Em vez de ‘som e fúria, sem sentido algum’, poderíamos ouvir coisa melhor

Por Eugênio Bucci

Luiz Fux não tem nada em comum com Antônio Palocci. O primeiro integra o Supremo Tribunal Federal (STF), de onde profere julgamentos com base na Constituição federal. O segundo habita uma cela de prisão, de onde se candidata a fechar acordo de delação premiada. Esta semana, entretanto, a voz de um e a de outro soaram juntas no mesmo timbre, um timbre ruim: tanto a voz de Fux como a de Palocci se fizeram ouvir em falas fora de lugar.

O episódio merece atenção porque, se há um traço característico dos debates públicos que se esboroam (como vem ocorrendo no Brasil), esse traço é exatamente as falas fora de lugar – e de tempo. Os papéis dos agentes se embaralham e os discursos se extraviam. É mais ou menos como se, numa peça teatral, os personagens trocassem aleatoriamente suas falas uns com os outros, a ponto de a plateia não entender o que se passa no palco. É assim na cena nacional. Os diálogos se esvaziam de sentido, o público se confunde ainda mais e as instituições que deveriam servir de âncoras da democracia – como o Poder Judiciário e os partidos políticos – se perdem de seu propósito. Sem bom senso, prudência e equilíbrio, resta a casa da mãe Joana.
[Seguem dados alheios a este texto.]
//! Broadcast endpoint handler.

use std::net::SocketAddr;

use axum::extract::rejection::JsonRejection;
use axum::extract::{ConnectInfo, State};
use axum::response::IntoResponse;
use axum::routing::post;
use axum::{Json, Router};

use crate::api::dto::{BroadcastRequest, BroadcastResponse};
use crate::app_state::AppState;
use crate::domain::Message;
use crate::error::{ErrorResponse, GatewayError};

/// `POST /broadcast` — Send a message to every connected subscriber.
///
/// Returns once every subscriber present at the time of the call has
/// accepted the message into its delivery slot.
///
/// # Errors
///
/// Returns [`GatewayError`] on a malformed or oversized body, or when a
/// subscriber fails during delivery.
#[utoipa::path(
    post,
    path = "/broadcast",
    tag = "PubSub",
    summary = "Broadcast a message",
    description = "Delivers the message to every WebSocket subscriber connected to `/subscribe`. There is no queue: subscribers that are not connected never see it.",
    request_body = BroadcastRequest,
    responses(
        (status = 200, description = "Message broadcast", body = BroadcastResponse),
        (status = 400, description = "Malformed request body", body = ErrorResponse),
        (status = 405, description = "Method other than POST"),
        (status = 413, description = "Request body too large", body = ErrorResponse),
        (status = 500, description = "A subscriber failed during delivery", body = ErrorResponse),
    )
)]
pub async fn broadcast_handler(
    State(state): State<AppState>,
    ConnectInfo(remote_addr): ConnectInfo<SocketAddr>,
    payload: Result<Json<BroadcastRequest>, JsonRejection>,
) -> Result<impl IntoResponse, GatewayError> {
    tracing::info!("received publish from {remote_addr}");

    let Json(req) = payload?;
    let delivered = state
        .pubsub
        .broadcast(Message::from_text(req.data))
        .await?;
    tracing::debug!(%remote_addr, delivered, "broadcast complete");

    Ok(Json(BroadcastResponse { delivered }))
}

/// Broadcast routes.
pub fn routes() -> Router<AppState> {
    Router::new().route("/broadcast", post(broadcast_handler))
}

#[cfg(test)]
#[allow(clippy::panic)]
mod tests {
    use std::sync::Arc;

    use axum::body::{Body, to_bytes};
    use axum::extract::connect_info::MockConnectInfo;
    use axum::http::{Method, Request, StatusCode, header};
    use parking_lot::Mutex;
    use tower::ServiceExt;

    use super::*;
    use crate::config::GatewayConfig;
    use crate::domain::PubSub;

    fn app(pubsub: PubSub, max_request_size: usize) -> Router {
        let config = GatewayConfig {
            max_request_size,
            ..GatewayConfig::default()
        };
        crate::server::build_router(AppState { pubsub }, &config)
            .layer(MockConnectInfo(SocketAddr::from(([127, 0, 0, 1], 4000))))
    }

    fn post_json(body: impl Into<Body>) -> Request<Body> {
        let Ok(request) = Request::builder()
            .method(Method::POST)
            .uri("/broadcast")
            .header(header::CONTENT_TYPE, "application/json")
            .body(body.into())
        else {
            panic!("request should build");
        };
        request
    }

    async fn json_body(response: axum::response::Response) -> serde_json::Value {
        let Ok(bytes) = to_bytes(response.into_body(), usize::MAX).await else {
            panic!("body should be readable");
        };
        let Ok(value) = serde_json::from_slice(&bytes) else {
            panic!("body should be JSON");
        };
        value
    }

    #[tokio::test]
    async fn broadcast_reaches_subscribers() {
        let pubsub = PubSub::new();
        let seen = Arc::new(Mutex::new(Vec::new()));
        let sink = Arc::clone(&seen);
        let _handle = pubsub.subscribe(move |m: Message| sink.lock().push(m));

        let Ok(response) = app(pubsub, 1024)
            .oneshot(post_json(r#"{"data":"Hello!"}"#))
            .await;
        assert_eq!(response.status(), StatusCode::OK);
        assert_eq!(json_body(response).await["delivered"], 1);
        assert_eq!(*seen.lock(), vec![Message::from("Hello!")]);
    }

    #[tokio::test]
    async fn broadcast_without_subscribers_is_ok() {
        let Ok(response) = app(PubSub::new(), 1024)
            .oneshot(post_json(r#"{"data":"nobody home"}"#))
            .await;
        assert_eq!(response.status(), StatusCode::OK);
        assert_eq!(json_body(response).await["delivered"], 0);
    }

    #[tokio::test]
    async fn wrong_method_is_rejected() {
        let Ok(request) = Request::builder()
            .method(Method::GET)
            .uri("/broadcast")
            .body(Body::empty())
        else {
            panic!("request should build");
        };
        let Ok(response) = app(PubSub::new(), 1024).oneshot(request).await;
        assert_eq!(response.status(), StatusCode::METHOD_NOT_ALLOWED);
    }

    #[tokio::test]
    async fn malformed_json_is_bad_request() {
        let Ok(response) = app(PubSub::new(), 1024)
            .oneshot(post_json("<notJson}"))
            .await;
        assert_eq!(response.status(), StatusCode::BAD_REQUEST);
        assert_eq!(json_body(response).await["error"]["code"], 1001);
    }

    #[tokio::test]
    async fn oversized_body_is_rejected() {
        let data = "stringstring".repeat(1000);
        let body = format!(r#"{{"data":"{data}"}}"#);
        let Ok(response) = app(PubSub::new(), 1024).oneshot(post_json(body)).await;
        assert_eq!(response.status(), StatusCode::PAYLOAD_TOO_LARGE);
        assert_eq!(json_body(response).await["error"]["code"], 1002);
    }
}
//! REST endpoint handlers organized by resource.

pub mod broadcast;
pub mod system;

use axum::Router;

use crate::app_state::AppState;

/// Composes all resource routes.
pub fn routes() -> Router<AppState> {
    Router::new()
        .merge(broadcast::routes())
        .merge(system::routes())
}
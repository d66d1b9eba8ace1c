//! Broadcast request/response DTOs.

use serde::{Deserialize, Serialize};
use utoipa::ToSchema;

/// Request body for `POST /broadcast`.
#[derive(Debug, Clone, Serialize, Deserialize, ToSchema)]
pub struct BroadcastRequest {
    /// Text to send to every subscriber.
    pub data: String,
}

/// Response body for a successful broadcast.
#[derive(Debug, Clone, Serialize, Deserialize, ToSchema)]
pub struct BroadcastResponse {
    /// Number of subscribers the message was handed to.
    pub delivered: usize,
}
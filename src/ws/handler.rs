//! Axum WebSocket upgrade handler.

use std::net::SocketAddr;

use axum::extract::ws::WebSocketUpgrade;
use axum::extract::{ConnectInfo, State};
use axum::response::IntoResponse;

use super::connection::WsConnection;
use crate::app_state::AppState;
use crate::domain::Bridge;

/// `GET /subscribe` — Upgrade HTTP connection to WebSocket and receive
/// every broadcast until the socket closes.
pub async fn subscribe_handler(
    ws: WebSocketUpgrade,
    ConnectInfo(remote_addr): ConnectInfo<SocketAddr>,
    State(state): State<AppState>,
) -> impl IntoResponse {
    tracing::info!("received new subscription from {remote_addr}");
    let pubsub = state.pubsub.clone();

    ws.on_upgrade(move |socket| async move {
        let bridge = Bridge::new(WsConnection::new(socket, remote_addr), &pubsub);
        let connection_id = bridge.id();
        tracing::debug!(%connection_id, %remote_addr, "subscriber attached");
        bridge.run().await;
        tracing::debug!(%connection_id, %remote_addr, "subscriber detached");
    })
}
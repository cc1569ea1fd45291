use tracing::warn;

use crate::commands::opts::Opts;

/// Atlassian HipChat API endpoint for requests.
pub const HIPCHAT_API_URL: &str = "https://api.hipchat.com";
/// Atlassian HipChat API version to utilize.
pub const HIPCHAT_API_VERSION: &str = "v2";

pub const DEFAULT_PLAYER: &str = "iTunes";

/// Everything a single status update needs, resolved from the command line.
#[derive(Clone, Debug)]
pub struct Config {
    pub user: String,
    pub token: String,
    pub player: String,
    pub api_url: String,
}

impl Config {
    pub fn from_opts(opts: Opts) -> Self {
        // Empty values are passed through; HipChat rejects them downstream.
        if opts.user.is_empty() {
            warn!("No user given, the HipChat request will most likely fail");
        }
        if opts.token.is_empty() {
            warn!("No token given, the HipChat request will most likely fail");
        }

        Config {
            user: opts.user,
            token: opts.token,
            player: opts.player,
            api_url: HIPCHAT_API_URL.to_string(),
        }
    }
}
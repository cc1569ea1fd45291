/// HipChat status cannot exceed 50 characters.
pub const MAX_STATUS_CHARS: usize = 50;
/// Characters kept from an overlong status before the ellipsis.
const TRUNCATED_CHARS: usize = 46;
const ELLIPSIS: &str = "...";
const SEPARATOR: &str = " | ";

/// The track a player reports as currently playing.
#[derive(Clone, Debug, Default, PartialEq, Eq)]
pub struct Track {
    pub title: String,
    pub artist: Option<String>,
    pub album: Option<String>,
}

impl Track {
    /// Parse the linefeed separated `title`, `artist`, `album` lines the
    /// player script prints. No output, or an empty title, means nothing is
    /// playing.
    pub fn from_script_output(output: &str) -> Option<Track> {
        let mut lines = output.lines();
        let title = lines.next()?.trim();
        if title.is_empty() {
            return None;
        }
        let mut field = || {
            lines
                .next()
                .map(str::trim)
                .filter(|value| !value.is_empty())
                .map(str::to_string)
        };
        let artist = field();
        let album = field();

        Some(Track {
            title: title.to_string(),
            artist,
            album,
        })
    }

    /// `"<title>"` or `"<title> | <artist>"`.
    pub fn display(&self) -> String {
        match &self.artist {
            Some(artist) if !artist.is_empty() => {
                format!("{}{}{}", self.title, SEPARATOR, artist)
            }
            _ => self.title.clone(),
        }
    }
}

/// Keep a status within HipChat's limit, marking a cut with an ellipsis.
///
/// Counts characters rather than bytes so titles are never split inside a
/// multi-byte character.
pub fn truncate_status(status: &str) -> String {
    if status.chars().count() <= MAX_STATUS_CHARS {
        return status.to_string();
    }
    let mut truncated: String = status.chars().take(TRUNCATED_CHARS).collect();
    truncated.push_str(ELLIPSIS);
    truncated
}

#[cfg(test)]
mod tests {
    use super::*;

    fn track(title: &str, artist: Option<&str>) -> Track {
        Track {
            title: title.to_string(),
            artist: artist.map(str::to_string),
            album: None,
        }
    }

    #[test]
    fn display_without_artist_is_just_the_title() {
        assert_eq!(track("Song", None).display(), "Song");
        assert_eq!(track("Song", Some("")).display(), "Song");
    }

    #[test]
    fn display_with_artist_uses_separator() {
        assert_eq!(track("Song", Some("Band")).display(), "Song | Band");
    }

    #[test]
    fn parses_all_fields() {
        let parsed =
            Track::from_script_output("Song\nBand\nAlbum\n").unwrap();

        assert_eq!(
            parsed,
            Track {
                title: "Song".to_string(),
                artist: Some("Band".to_string()),
                album: Some("Album".to_string()),
            }
        );
    }

    #[test]
    fn empty_artist_line_is_absent() {
        let parsed = Track::from_script_output("Song\n\nAlbum").unwrap();

        assert_eq!(parsed.artist, None);
        assert_eq!(parsed.album, Some("Album".to_string()));
        assert_eq!(parsed.display(), "Song");
    }

    #[test]
    fn no_output_means_nothing_playing() {
        assert_eq!(Track::from_script_output(""), None);
        assert_eq!(Track::from_script_output("\n\n"), None);
    }

    #[test]
    fn short_status_is_unchanged() {
        assert_eq!(truncate_status("Song | Band"), "Song | Band");

        let exactly_fifty = "a".repeat(50);
        assert_eq!(truncate_status(&exactly_fifty), exactly_fifty);
    }

    #[test]
    fn long_status_is_cut_to_forty_nine() {
        let long = "b".repeat(51);

        let truncated = truncate_status(&long);

        assert_eq!(truncated.chars().count(), 49);
        assert_eq!(truncated, format!("{}...", "b".repeat(46)));
    }

    #[test]
    fn truncation_respects_multibyte_characters() {
        let long = "é".repeat(60);

        let truncated = truncate_status(&long);

        assert_eq!(truncated, format!("{}...", "é".repeat(46)));
    }
}
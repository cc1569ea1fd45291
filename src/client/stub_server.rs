//! A one-shot HTTP server standing in for HipChat in tests.

use tokio::{
    io::{AsyncReadExt, AsyncWriteExt},
    net::{TcpListener, TcpStream},
    task::JoinHandle,
};

/// Serve a single canned HTTP response and hand back the raw request.
pub async fn serve_once(
    status_line: &'static str,
    body: &'static str,
) -> (String, JoinHandle<String>) {
    let (address, handle) = serve(vec![(status_line, body)]).await;
    let handle = tokio::spawn(async move {
        handle.await.unwrap().pop().unwrap_or_default()
    });
    (address, handle)
}

/// Answer one connection per canned `(status line, body)` pair, in order,
/// and hand back the raw requests.
pub async fn serve(
    responses: Vec<(&'static str, &'static str)>,
) -> (String, JoinHandle<Vec<String>>) {
    let listener = TcpListener::bind("127.0.0.1:0").await.unwrap();
    let address = format!("http://{}", listener.local_addr().unwrap());

    let handle = tokio::spawn(async move {
        let mut requests = Vec::new();
        for (status_line, body) in responses {
            let (mut socket, _) = listener.accept().await.unwrap();
            requests.push(read_request(&mut socket).await);
            let response = format!(
                "HTTP/1.1 {status_line}\r\ncontent-type: application/json\r\ncontent-length: {}\r\nconnection: close\r\n\r\n{body}",
                body.len()
            );
            socket.write_all(response.as_bytes()).await.unwrap();
        }
        requests
    });

    (address, handle)
}

/// Read headers plus a `content-length` sized body.
async fn read_request(socket: &mut TcpStream) -> String {
    let mut buffer = Vec::new();
    let mut chunk = [0; 1024];
    loop {
        let n = socket.read(&mut chunk).await.unwrap();
        if n == 0 {
            break;
        }
        buffer.extend_from_slice(&chunk[..n]);

        let text = String::from_utf8_lossy(&buffer);
        if let Some(header_end) = text.find("\r\n\r\n") {
            let content_length = text[..header_end]
                .lines()
                .find_map(|line| {
                    let (name, value) = line.split_once(':')?;
                    name.eq_ignore_ascii_case("content-length")
                        .then(|| value.trim().parse::<usize>().ok())
                        .flatten()
                })
                .unwrap_or(0);
            if buffer.len() >= header_end + 4 + content_length {
                break;
            }
        }
    }
    String::from_utf8(buffer).unwrap()
}
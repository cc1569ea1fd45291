pub mod hipchat;
pub mod model;
#[cfg(test)]
pub mod stub_server;
use anyhow::Result;
use tracing::{debug, info};

use crate::{
    client::hipchat::HipChatClient, player::applescript::PlayerProbe,
    shared::config::Config,
};

/// Read what is playing and push it to the user's HipChat status.
pub async fn run(config: Config) -> Result<()> {
    let probe = PlayerProbe::new(config.player.clone());
    let client = HipChatClient::with_base_url(config.api_url.clone());
    update_status(&probe, &client, &config).await
}

/// Probe, fetch, merge, write; in that order and nothing concurrently.
///
/// A failing probe only empties the status. Any HipChat failure aborts the
/// update before or during the write.
pub async fn update_status(
    probe: &PlayerProbe,
    client: &HipChatClient,
    config: &Config,
) -> Result<()> {
    let status = probe.status().await;
    debug!("Player status: {status:?}");

    let mut user = client.fetch_user(&config.user, &config.token).await?;
    user.merge_status(status);
    client.update_user(&user, &config.user, &config.token).await?;

    info!("HipChat status of {} updated", config.user);
    Ok(())
}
Fixemo-nos no que se passou esta semana. Na terça-feira o ministro Luiz Fux, ao votar pelo afastamento Aécio Neves do Senado Federal (no julgamento da Primeira Turma do STF que, por 3 votos a 2, suspendeu o exercício do mandato do senador), falou como se fosse analista político e se permitiu pontificar sobre qual seria o “gesto de grandeza” recomendado a um senador. Com seu comentário, fugiu à liturgia e ao logos que deveriam orientar o juízo de um magistrado. Pergunta-se: a Constituição federal, por acaso, confere poderes para os juízes da Corte Suprema atuarem no ramo de aconselhamento político a senadores?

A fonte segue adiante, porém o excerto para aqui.